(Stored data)

↓↓↓

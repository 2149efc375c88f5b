//! Import functionality
//!
//! Provides importers for measurement report input:
//! - PDF reports (text extraction via pdf-extract)
//! - Raw text dumps (charset detection for non-UTF-8 exports)
//!
//! Both importers feed the shared line parser in [`parser`].

pub mod parser;
pub mod patterns;
#[cfg(feature = "pdf-import")]
pub mod pdf;
pub mod text;

use serde::Serialize;

use crate::models::MeasurementReport;

/// Result of an import operation
#[derive(Debug, Clone)]
pub struct ImportResult {
    /// The parsed report
    pub report: MeasurementReport,
    /// Parse statistics
    pub stats: ParseStats,
    /// Non-fatal problems encountered while parsing
    pub warnings: Vec<ParseWarning>,
}

/// Error during import
#[derive(Debug, thiserror::Error)]
pub enum ImportError {
    #[error("PDF extraction error: {0}")]
    Pdf(String),
    #[error("Decode error: {0}")]
    Decode(String),
    #[error("IO error: {0}")]
    Io(String),
    #[error("Document contains no text")]
    EmptyDocument,
}

impl From<std::io::Error> for ImportError {
    fn from(e: std::io::Error) -> Self {
        ImportError::Io(e.to_string())
    }
}

/// Statistics from a parse run
#[derive(Debug, Clone, Default, Serialize)]
#[serde(rename_all = "camelCase")]
pub struct ParseStats {
    /// Non-blank lines scanned
    pub lines_scanned: usize,
    /// Lines matched by one of the report patterns
    pub lines_matched: usize,
    /// Elements extracted
    pub elements: usize,
    /// Coordinate readings extracted
    pub coordinate_readings: usize,
}

/// Non-fatal parse problem, tied to a 1-based line number
#[derive(Debug, Clone, Serialize)]
#[serde(rename_all = "camelCase")]
pub struct ParseWarning {
    pub line: usize,
    pub message: String,
}

impl std::fmt::Display for ParseWarning {
    fn fmt(&self, f: &mut std::fmt::Formatter<'_>) -> std::fmt::Result {
        write!(f, "line {}: {}", self.line, self.message)
    }
}

// Re-export for convenience
pub use parser::{ParserOptions, ReportParser};
#[cfg(feature = "pdf-import")]
pub use pdf::PdfImporter;
pub use text::TextImporter;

↑↑↑

Look over the entries above. Copy every line that contains the word "text".

(TASK ANSWER)
//! - PDF reports (text extraction via pdf-extract)
//! - Raw text dumps (charset detection for non-UTF-8 exports)
pub mod text;
    #[error("Document contains no text")]
pub use text::TextImporter;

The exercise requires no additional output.